## HOW TO COMPLETE THIS TASK:
Go through the data and copy every line in which "crate" appears.

## DATA RECORDS:
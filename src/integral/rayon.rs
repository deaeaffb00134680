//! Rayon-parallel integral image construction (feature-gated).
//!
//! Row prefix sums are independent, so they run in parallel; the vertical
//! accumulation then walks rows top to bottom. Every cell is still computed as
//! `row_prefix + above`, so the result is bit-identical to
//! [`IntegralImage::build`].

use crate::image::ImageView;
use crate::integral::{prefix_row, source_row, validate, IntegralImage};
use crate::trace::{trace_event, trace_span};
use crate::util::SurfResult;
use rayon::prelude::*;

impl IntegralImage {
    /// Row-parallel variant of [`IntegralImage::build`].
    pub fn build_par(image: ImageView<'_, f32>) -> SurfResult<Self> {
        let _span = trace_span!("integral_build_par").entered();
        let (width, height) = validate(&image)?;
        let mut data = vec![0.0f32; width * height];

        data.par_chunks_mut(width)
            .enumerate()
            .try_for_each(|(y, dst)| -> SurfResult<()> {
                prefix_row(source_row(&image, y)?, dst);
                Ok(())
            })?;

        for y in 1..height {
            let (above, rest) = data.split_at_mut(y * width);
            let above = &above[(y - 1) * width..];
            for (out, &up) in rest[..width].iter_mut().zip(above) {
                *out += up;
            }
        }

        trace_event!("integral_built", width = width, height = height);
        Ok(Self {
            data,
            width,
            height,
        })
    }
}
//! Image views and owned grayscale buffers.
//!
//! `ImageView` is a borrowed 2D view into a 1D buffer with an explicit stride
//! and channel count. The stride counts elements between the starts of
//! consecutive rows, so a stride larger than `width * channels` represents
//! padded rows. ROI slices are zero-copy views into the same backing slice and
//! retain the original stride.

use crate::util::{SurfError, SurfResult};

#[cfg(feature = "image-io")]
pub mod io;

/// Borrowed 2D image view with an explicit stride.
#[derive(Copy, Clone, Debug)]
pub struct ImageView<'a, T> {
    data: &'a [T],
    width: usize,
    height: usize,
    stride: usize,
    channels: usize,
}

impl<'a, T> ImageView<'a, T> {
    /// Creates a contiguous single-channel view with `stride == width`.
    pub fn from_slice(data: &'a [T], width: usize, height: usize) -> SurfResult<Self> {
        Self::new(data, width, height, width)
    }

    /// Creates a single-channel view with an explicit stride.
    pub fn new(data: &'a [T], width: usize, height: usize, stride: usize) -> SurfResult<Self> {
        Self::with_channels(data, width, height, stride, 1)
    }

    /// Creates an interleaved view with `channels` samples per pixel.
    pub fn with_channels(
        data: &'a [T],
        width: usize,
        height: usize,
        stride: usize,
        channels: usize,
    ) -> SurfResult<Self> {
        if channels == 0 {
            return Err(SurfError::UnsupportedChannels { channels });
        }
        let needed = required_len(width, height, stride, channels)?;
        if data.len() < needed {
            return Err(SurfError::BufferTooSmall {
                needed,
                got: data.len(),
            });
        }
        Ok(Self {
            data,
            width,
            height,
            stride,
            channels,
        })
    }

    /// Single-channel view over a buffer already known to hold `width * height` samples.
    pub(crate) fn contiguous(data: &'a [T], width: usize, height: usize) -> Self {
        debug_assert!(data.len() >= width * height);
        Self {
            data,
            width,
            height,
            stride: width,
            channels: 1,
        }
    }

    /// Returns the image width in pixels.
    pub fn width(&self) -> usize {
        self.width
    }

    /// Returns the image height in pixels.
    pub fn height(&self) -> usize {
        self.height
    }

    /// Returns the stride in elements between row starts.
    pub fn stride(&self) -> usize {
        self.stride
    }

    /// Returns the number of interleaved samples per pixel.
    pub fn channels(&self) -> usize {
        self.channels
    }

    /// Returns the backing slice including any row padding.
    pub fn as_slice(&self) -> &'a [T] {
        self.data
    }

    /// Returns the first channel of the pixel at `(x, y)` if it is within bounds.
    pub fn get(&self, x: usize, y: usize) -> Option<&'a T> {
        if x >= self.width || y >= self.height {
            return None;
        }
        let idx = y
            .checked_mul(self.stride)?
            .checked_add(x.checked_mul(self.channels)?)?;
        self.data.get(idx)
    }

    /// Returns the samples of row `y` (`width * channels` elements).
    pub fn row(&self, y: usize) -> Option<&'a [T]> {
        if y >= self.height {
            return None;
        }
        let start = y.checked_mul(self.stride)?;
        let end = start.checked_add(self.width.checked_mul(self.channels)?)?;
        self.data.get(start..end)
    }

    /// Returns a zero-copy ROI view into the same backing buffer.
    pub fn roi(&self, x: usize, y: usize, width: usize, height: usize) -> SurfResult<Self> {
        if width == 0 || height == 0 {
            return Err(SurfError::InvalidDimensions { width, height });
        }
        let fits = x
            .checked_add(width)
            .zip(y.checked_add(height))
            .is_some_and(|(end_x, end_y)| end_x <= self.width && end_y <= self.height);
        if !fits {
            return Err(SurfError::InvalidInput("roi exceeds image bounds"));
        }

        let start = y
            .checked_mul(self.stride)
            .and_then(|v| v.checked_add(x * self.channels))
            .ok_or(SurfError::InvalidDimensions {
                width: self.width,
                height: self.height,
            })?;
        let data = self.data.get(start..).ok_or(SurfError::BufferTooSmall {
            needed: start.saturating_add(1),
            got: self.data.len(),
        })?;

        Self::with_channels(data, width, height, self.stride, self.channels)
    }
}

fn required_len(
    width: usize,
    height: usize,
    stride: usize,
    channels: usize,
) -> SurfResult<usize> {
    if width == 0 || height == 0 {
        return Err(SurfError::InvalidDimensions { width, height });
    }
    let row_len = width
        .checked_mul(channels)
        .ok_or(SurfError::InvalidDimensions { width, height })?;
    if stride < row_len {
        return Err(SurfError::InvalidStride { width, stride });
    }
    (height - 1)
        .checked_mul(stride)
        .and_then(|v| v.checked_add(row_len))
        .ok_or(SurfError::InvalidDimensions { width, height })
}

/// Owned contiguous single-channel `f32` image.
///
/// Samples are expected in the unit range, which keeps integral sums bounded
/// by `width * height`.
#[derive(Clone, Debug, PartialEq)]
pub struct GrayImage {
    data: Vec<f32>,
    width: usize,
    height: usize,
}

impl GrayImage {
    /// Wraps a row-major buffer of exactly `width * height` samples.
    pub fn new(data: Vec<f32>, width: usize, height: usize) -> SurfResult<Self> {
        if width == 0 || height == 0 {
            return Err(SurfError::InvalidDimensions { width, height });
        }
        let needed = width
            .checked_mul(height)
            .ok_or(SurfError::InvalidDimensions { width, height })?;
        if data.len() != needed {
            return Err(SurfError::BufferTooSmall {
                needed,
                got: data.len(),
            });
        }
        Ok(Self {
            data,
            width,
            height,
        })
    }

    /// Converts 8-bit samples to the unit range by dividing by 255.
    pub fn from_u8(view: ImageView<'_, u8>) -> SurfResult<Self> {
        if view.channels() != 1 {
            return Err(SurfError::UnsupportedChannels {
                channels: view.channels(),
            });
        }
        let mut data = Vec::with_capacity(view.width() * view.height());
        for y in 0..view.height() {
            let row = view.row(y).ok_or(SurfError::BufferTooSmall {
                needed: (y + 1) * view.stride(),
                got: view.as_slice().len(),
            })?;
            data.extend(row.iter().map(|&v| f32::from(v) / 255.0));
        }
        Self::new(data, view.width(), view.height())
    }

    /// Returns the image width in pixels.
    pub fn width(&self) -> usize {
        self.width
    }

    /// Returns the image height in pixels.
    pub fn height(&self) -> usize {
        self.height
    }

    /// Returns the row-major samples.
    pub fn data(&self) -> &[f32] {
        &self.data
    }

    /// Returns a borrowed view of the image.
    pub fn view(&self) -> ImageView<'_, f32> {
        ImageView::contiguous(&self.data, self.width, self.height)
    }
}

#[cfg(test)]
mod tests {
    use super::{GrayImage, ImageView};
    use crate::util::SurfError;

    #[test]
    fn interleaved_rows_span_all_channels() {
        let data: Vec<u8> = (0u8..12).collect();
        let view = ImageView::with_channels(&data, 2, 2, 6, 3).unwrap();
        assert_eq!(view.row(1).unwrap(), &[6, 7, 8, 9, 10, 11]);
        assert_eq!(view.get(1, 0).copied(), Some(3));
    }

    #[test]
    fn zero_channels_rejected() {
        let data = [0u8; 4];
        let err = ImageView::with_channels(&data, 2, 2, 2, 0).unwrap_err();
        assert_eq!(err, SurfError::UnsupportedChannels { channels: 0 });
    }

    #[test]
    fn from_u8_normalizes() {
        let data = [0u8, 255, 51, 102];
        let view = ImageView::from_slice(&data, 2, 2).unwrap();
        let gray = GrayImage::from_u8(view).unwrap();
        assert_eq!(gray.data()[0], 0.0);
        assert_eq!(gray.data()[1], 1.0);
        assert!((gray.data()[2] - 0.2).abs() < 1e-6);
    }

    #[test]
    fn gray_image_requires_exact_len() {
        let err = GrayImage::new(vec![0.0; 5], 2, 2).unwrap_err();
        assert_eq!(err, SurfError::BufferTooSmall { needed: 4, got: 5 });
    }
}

## ANSWER SECTION:
use crate::image::ImageView;
use crate::integral::{prefix_row, source_row, validate, IntegralImage};
use crate::trace::{trace_event, trace_span};
use crate::util::SurfResult;
use crate::util::{SurfError, SurfResult};
    pub(crate) fn contiguous(data: &'a [T], width: usize, height: usize) -> Self {
    use crate::util::SurfError;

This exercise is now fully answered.